** EXCERPTED RECORDS follows **

//! Corpus sectioning and chunking.
//!
//! The corpus file is a concatenation of scraped pages ("sections") separated
//! by a delimiter line. Each section carries a small recognized header
//! (`SOURCE:` and `TITLE:` lines) followed by prose, which is split into
//! overlapping chunks for embedding.

use serde::{Deserialize, Serialize};

/// Line that separates sections in the consolidated corpus file.
pub fn section_delimiter() -> String {
    "=".repeat(100)
}

/// Target chunk length in characters.
pub const CHUNK_SIZE: usize = 500;
/// Characters of overlap taken from the end of the previous emitted chunk.
pub const CHUNK_OVERLAP: usize = 100;

/// Sections shorter than this (trimmed) are noise and are skipped.
const MIN_SECTION_LEN: usize = 50;
/// How far back from the hard boundary we look for a natural break.
const BREAK_WINDOW: usize = 100;
/// Break points tried in preference order.
const BREAKS: [&str; 4] = [". ", "? ", "! ", "\n\n"];

/// One scraped page of the corpus.
#[derive(Debug, Clone)]
pub struct Section {
    pub source: String,
    pub title: String,
    pub body: String,
    pub ordinal: usize,
}

/// Where a chunk came from.
#[derive(Debug, Clone, PartialEq, Serialize, Deserialize)]
pub struct ChunkMetadata {
    pub source: String,
    pub title: String,
    pub section: usize,
    pub chunk: usize,
}

/// An embeddable piece of a section.
#[derive(Debug, Clone)]
pub struct Chunk {
    pub id: String,
    pub text: String,
    pub metadata: ChunkMetadata,
}

/// Splits the corpus into sections and extracts their headers.
pub fn split_sections(corpus: &str) -> Vec<Section> {
    let delimiter = section_delimiter();
    let mut sections = Vec::new();
    for (ordinal, raw) in corpus.split(delimiter.as_str()).enumerate() {
        let trimmed = raw.trim();
        if trimmed.len() < MIN_SECTION_LEN {
            continue;
        }
        let mut source = String::new();
        let mut title = String::new();
        for line in trimmed.lines().take(5) {
            if let Some(rest) = line.strip_prefix("SOURCE:") {
                source = rest.trim().to_string();
            } else if let Some(rest) = line.strip_prefix("TITLE:") {
                title = rest.trim().to_string();
            }
        }
        let body = trimmed
            .lines()
            .filter(|l| !l.starts_with("SOURCE:") && !l.starts_with("TITLE:"))
            .collect::<Vec<_>>()
            .join("\n")
            .trim()
            .to_string();
        if body.is_empty() {
            continue;
        }
        sections.push(Section {
            source,
            title,
            body,
            ordinal,
        });
    }
    sections
}

/// Splits `text` into chunks of at most `chunk_size` characters, preferring
/// to end a chunk at a sentence or paragraph break found within the final
/// `BREAK_WINDOW` characters. Successive chunks overlap by `overlap`
/// characters, measured from the end of the previously emitted chunk.
pub fn chunk_text(text: &str, chunk_size: usize, overlap: usize) -> Vec<String> {
    assert!(overlap < chunk_size, "overlap must be smaller than chunk size");
    let chars: Vec<char> = text.chars().collect();
    let trimmed = text.trim();
    if trimmed.is_empty() {
        return Vec::new();
    }
    if chars.len() <= chunk_size {
        return vec![trimmed.to_string()];
    }

    let mut chunks = Vec::new();
    let mut start = 0usize;
    while start < chars.len() {
        let mut end = start + chunk_size;
        if end < chars.len() {
            // Scan the tail window for the first break kind that appears,
            // taking its last occurrence within the window.
            let window_start = start.max(end.saturating_sub(BREAK_WINDOW));
            let window: String = chars[window_start..end].iter().collect();
            for brk in BREAKS {
                if let Some(found) = window.rfind(brk) {
                    let prefix_chars = window[..found + brk.len()].chars().count();
                    end = window_start + prefix_chars;
                    break;
                }
            }
        }
        let slice_end = end.min(chars.len());
        let chunk: String = chars[start..slice_end].iter().collect();
        let chunk = chunk.trim().to_string();
        if !chunk.is_empty() {
            chunks.push(chunk);
        }
        // The next chunk re-reads the final `overlap` characters. The cursor
        // must always advance, even for degenerate size/overlap combinations.
        let next_start = end.saturating_sub(overlap);
        start = if next_start > start { next_start } else { slice_end };
    }
    chunks
}

/// Runs the whole pipeline over a corpus, producing stably-identified chunks.
/// Ids are assigned in document order, so reindexing an unchanged corpus
/// reproduces the same ids.
pub fn chunk_corpus(corpus: &str) -> Vec<Chunk> {
    let mut chunks = Vec::new();
    let mut next_id = 0usize;
    for section in split_sections(corpus) {
        for (chunk_ordinal, text) in chunk_text(&section.body, CHUNK_SIZE, CHUNK_OVERLAP)
            .into_iter()
            .enumerate()
        {
            chunks.push(Chunk {
                id: format!("chunk_{next_id}"),
                text,
                metadata: ChunkMetadata {
                    source: section.source.clone(),
                    title: section.title.clone(),
                    section: section.ordinal,
                    chunk: chunk_ordinal,
                },
            });
            next_id += 1;
        }
    }
    chunks
}

#[cfg(test)]
mod tests {
    use super::*;

    fn corpus_with_sections(bodies: &[(&str, &str, &str)]) -> String {
        let delimiter = section_delimiter();
        bodies
            .iter()
            .map(|(source, title, body)| {
                format!("SOURCE: {source}\nTITLE: {title}\n\n{body}\n")
            })
            .collect::<Vec<_>>()
            .join(&format!("\n{delimiter}\n"))
    }

    #[test]
    fn short_text_is_a_single_chunk() {
        let chunks = chunk_text("Just one sentence.", CHUNK_SIZE, CHUNK_OVERLAP);
        assert_eq!(chunks, vec!["Just one sentence.".to_string()]);
    }

    #[test]
    fn every_chunk_respects_the_size_limit() {
        let sentence = "The card can be frozen from the app at any time. ";
        let text = sentence.repeat(60);
        let chunks = chunk_text(&text, CHUNK_SIZE, CHUNK_OVERLAP);
        assert!(chunks.len() > 1);
        for chunk in &chunks {
            assert!(
                chunk.chars().count() <= CHUNK_SIZE,
                "chunk of {} chars exceeds the limit",
                chunk.chars().count()
            );
        }
    }

    #[test]
    fn chunks_break_at_sentence_boundaries() {
        let sentence = "Interest accrues daily on the savings pocket. ";
        let text = sentence.repeat(40);
        let chunks = chunk_text(&text, CHUNK_SIZE, CHUNK_OVERLAP);
        for chunk in &chunks[..chunks.len() - 1] {
            assert!(
                chunk.ends_with('.'),
                "expected sentence break, got: ...{}",
                &chunk[chunk.len().saturating_sub(20)..]
            );
        }
    }

    #[test]
    fn adjacent_chunks_share_overlap() {
        // A text with no break characters forces hard boundaries, which makes
        // the overlap exact and observable.
        let text: String = "abcdefghij".repeat(120);
        let chunks = chunk_text(&text, CHUNK_SIZE, CHUNK_OVERLAP);
        assert!(chunks.len() >= 2);
        for pair in chunks.windows(2) {
            let prev_tail: String = pair[0]
                .chars()
                .skip(pair[0].chars().count() - CHUNK_OVERLAP)
                .collect();
            assert!(
                pair[1].starts_with(&prev_tail),
                "next chunk must begin with the previous chunk's tail"
            );
        }
    }

    #[test]
    fn sections_are_split_and_headers_extracted() {
        let corpus = corpus_with_sections(&[
            (
                "https://help.example.com/cards/freeze",
                "How to freeze your card",
                "Open the app and tap the card tile. Choose freeze. The change is immediate.",
            ),
            (
                "https://help.example.com/savings",
                "Savings pockets",
                "Savings pockets earn daily interest. You can open up to eight pockets.",
            ),
        ]);
        let sections = split_sections(&corpus);
        assert_eq!(sections.len(), 2);
        assert_eq!(sections[0].title, "How to freeze your card");
        assert_eq!(sections[0].source, "https://help.example.com/cards/freeze");
        assert!(!sections[0].body.contains("SOURCE:"));
        assert!(sections[1].body.starts_with("Savings pockets earn"));
    }

    #[test]
    fn tiny_sections_are_skipped() {
        let delimiter = section_delimiter();
        let corpus = format!("tiny\n{delimiter}\nSOURCE: s\nTITLE: t\n\n{}", "x".repeat(80));
        assert_eq!(split_sections(&corpus).len(), 1);
    }

    #[test]
    fn chunk_ids_are_stable_across_passes() {
        let corpus = corpus_with_sections(&[(
            "https://help.example.com/fees",
            "Fees",
            &"There are no monthly account fees. Card replacement is free once a year. "
                .repeat(20),
        )]);
        let first: Vec<_> = chunk_corpus(&corpus)
            .into_iter()
            .map(|c| (c.id, c.text))
            .collect();
        let second: Vec<_> = chunk_corpus(&corpus)
            .into_iter()
            .map(|c| (c.id, c.text))
            .collect();
        assert_eq!(first, second);
        assert!(first[0].0.starts_with("chunk_"));
    }
}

** End of EXCERPTED RECORDS **

### PROBLEM DESCRIPTION
Return exactly the lines from the line bearing "let sections = split_sections(&corpus);" to the end of the records, inclusive of both; include no other lines.

### TASK RESULT
        let sections = split_sections(&corpus);
        assert_eq!(sections.len(), 2);
        assert_eq!(sections[0].title, "How to freeze your card");
        assert_eq!(sections[0].source, "https://help.example.com/cards/freeze");
        assert!(!sections[0].body.contains("SOURCE:"));
        assert!(sections[1].body.starts_with("Savings pockets earn"));
    }

    #[test]
    fn tiny_sections_are_skipped() {
        let delimiter = section_delimiter();
        let corpus = format!("tiny\n{delimiter}\nSOURCE: s\nTITLE: t\n\n{}", "x".repeat(80));
        assert_eq!(split_sections(&corpus).len(), 1);
    }

    #[test]
    fn chunk_ids_are_stable_across_passes() {
        let corpus = corpus_with_sections(&[(
            "https://help.example.com/fees",
            "Fees",
            &"There are no monthly account fees. Card replacement is free once a year. "
                .repeat(20),
        )]);
        let first: Vec<_> = chunk_corpus(&corpus)
            .into_iter()
            .map(|c| (c.id, c.text))
            .collect();
        let second: Vec<_> = chunk_corpus(&corpus)
            .into_iter()
            .map(|c| (c.id, c.text))
            .collect();
        assert_eq!(first, second);
        assert!(first[0].0.starts_with("chunk_"));
    }
}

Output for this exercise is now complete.